◆ Exercise description
From top to bottom, return the records that follow exactly.

◆ Recorded data
BEGIN

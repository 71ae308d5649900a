
use super::dimension::Dimension;

use std::fmt::{self, Formatter, Display};
use std::ops::{Mul, Div};

/// A unit is a named quantity in some [`Dimension`] which can be
/// converted to the "base" unit of that dimension.
///
/// Units are always stored with reference to an underlying scalar
/// type, such as `f64`. The base unit of a dimension is the coherent
/// SI unit: metres, seconds, kilograms, kelvins, amperes, candelas,
/// and moles, and products and quotients thereof.
#[derive(Debug, Clone, PartialEq, Eq)]
pub struct Unit<T> {
  name: String,
  dimension: Dimension,
  /// The amount of the base unit that is equal to one of this unit.
  amount_of_base: T,
}

impl<T> Unit<T> {
  /// Constructs a new unit, given the unit's name, dimension, and
  /// conversion factor to get to the base unit for the dimension.
  pub fn new(name: impl Into<String>, dimension: impl Into<Dimension>, amount_of_base: T) -> Self {
    Self {
      name: name.into(),
      dimension: dimension.into(),
      amount_of_base,
    }
  }

  pub fn name(&self) -> &str {
    &self.name
  }

  pub fn dimension(&self) -> &Dimension {
    &self.dimension
  }

  pub fn amount_of_base(&self) -> &T {
    &self.amount_of_base
  }

  /// Produces a new unit of the same dimension, with the name and the
  /// conversion factor both transformed.
  pub fn augment<F, G>(self, name_fn: F, amount_fn: G) -> Self
  where F: FnOnce(String) -> String,
        G: FnOnce(T) -> T {
    Self {
      name: name_fn(self.name),
      dimension: self.dimension,
      amount_of_base: amount_fn(self.amount_of_base),
    }
  }

  /// Converts a scalar quantity from this unit to the base unit
  /// corresponding to this dimension.
  pub fn to_base<'a, U>(&'a self, amount: U) -> <U as Mul<&'a T>>::Output
  where U: Mul<&'a T> {
    amount * &self.amount_of_base
  }

  /// Converts a scalar quantity from the base unit of this dimension
  /// into this unit.
  pub fn from_base<'a, U>(&'a self, amount: U) -> <U as Div<&'a T>>::Output
  where U: Div<&'a T> {
    amount / &self.amount_of_base
  }
}

impl<T> Display for Unit<T> {
  fn fmt(&self, f: &mut Formatter) -> fmt::Result {
    write!(f, "{}", self.name)
  }
}

#[cfg(test)]
mod tests {
  use super::*;
  use crate::units::dimension::BaseDimension;
  use crate::units::test_utils::{centimeters, minutes};

  #[test]
  fn test_to_base() {
    assert_eq!(centimeters().to_base(250.0), 2.5);
    assert_eq!(minutes().to_base(2.0), 120.0);
  }

  #[test]
  fn test_from_base() {
    assert_eq!(centimeters().from_base(2.5), 250.0);
    assert_eq!(minutes().from_base(120.0), 2.0);
  }

  #[test]
  fn test_augment() {
    let unit = Unit::new("s", BaseDimension::Time, 1.0)
      .augment(|name| format!("k{}", name), |amount| amount * 1000.0);
    assert_eq!(unit.name(), "ks");
    assert_eq!(unit.amount_of_base(), &1000.0);
    assert_eq!(unit.dimension(), &Dimension::singleton(BaseDimension::Time));
  }

  #[test]
  fn test_display() {
    assert_eq!(centimeters().to_string(), "cm");
  }
}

END

◆ Solution for this task
repository 71ae308d5649900a

use super::dimension::Dimension;

use std::fmt::{self, Formatter, Display};
use std::ops::{Mul, Div};

/// A unit is a named quantity in some [`Dimension`] which can be
/// converted to the "base" unit of that dimension.
///
/// Units are always stored with reference to an underlying scalar
/// type, such as `f64`. The base unit of a dimension is the coherent
/// SI unit: metres, seconds, kilograms, kelvins, amperes, candelas,
/// and moles, and products and quotients thereof.
#[derive(Debug, Clone, PartialEq, Eq)]
pub struct Unit<T> {
  name: String,
  dimension: Dimension,
  /// The amount of the base unit that is equal to one of this unit.
  amount_of_base: T,
}

impl<T> Unit<T> {
  /// Constructs a new unit, given the unit's name, dimension, and
  /// conversion factor to get to the base unit for the dimension.
  pub fn new(name: impl Into<String>, dimension: impl Into<Dimension>, amount_of_base: T) -> Self {
    Self {
      name: name.into(),
      dimension: dimension.into(),
      amount_of_base,
    }
  }

  pub fn name(&self) -> &str {
    &self.name
  }

  pub fn dimension(&self) -> &Dimension {
    &self.dimension
  }

  pub fn amount_of_base(&self) -> &T {
    &self.amount_of_base
  }

  /// Produces a new unit of the same dimension, with the name and the
  /// conversion factor both transformed.
  pub fn augment<F, G>(self, name_fn: F, amount_fn: G) -> Self
  where F: FnOnce(String) -> String,
        G: FnOnce(T) -> T {
    Self {
      name: name_fn(self.name),
      dimension: self.dimension,
      amount_of_base: amount_fn(self.amount_of_base),
    }
  }

  /// Converts a scalar quantity from this unit to the base unit
  /// corresponding to this dimension.
  pub fn to_base<'a, U>(&'a self, amount: U) -> <U as Mul<&'a T>>::Output
  where U: Mul<&'a T> {
    amount * &self.amount_of_base
  }

  /// Converts a scalar quantity from the base unit of this dimension
  /// into this unit.
  pub fn from_base<'a, U>(&'a self, amount: U) -> <U as Div<&'a T>>::Output
  where U: Div<&'a T> {
    amount / &self.amount_of_base
  }
}

impl<T> Display for Unit<T> {
  fn fmt(&self, f: &mut Formatter) -> fmt::Result {
    write!(f, "{}", self.name)
  }
}

#[cfg(test)]
mod tests {
  use super::*;
  use crate::units::dimension::BaseDimension;
  use crate::units::test_utils::{centimeters, minutes};

  #[test]
  fn test_to_base() {
    assert_eq!(centimeters().to_base(250.0), 2.5);
    assert_eq!(minutes().to_base(2.0), 120.0);
  }

  #[test]
  fn test_from_base() {
    assert_eq!(centimeters().from_base(2.5), 250.0);
    assert_eq!(minutes().from_base(120.0), 2.0);
  }

  #[test]
  fn test_augment() {
    let unit = Unit::new("s", BaseDimension::Time, 1.0)
      .augment(|name| format!("k{}", name), |amount| amount * 1000.0);
    assert_eq!(unit.name(), "ks");
    assert_eq!(unit.amount_of_base(), &1000.0);
    assert_eq!(unit.dimension(), &Dimension::singleton(BaseDimension::Time));
  }

  #[test]
  fn test_display() {
    assert_eq!(centimeters().to_string(), "cm");
  }
}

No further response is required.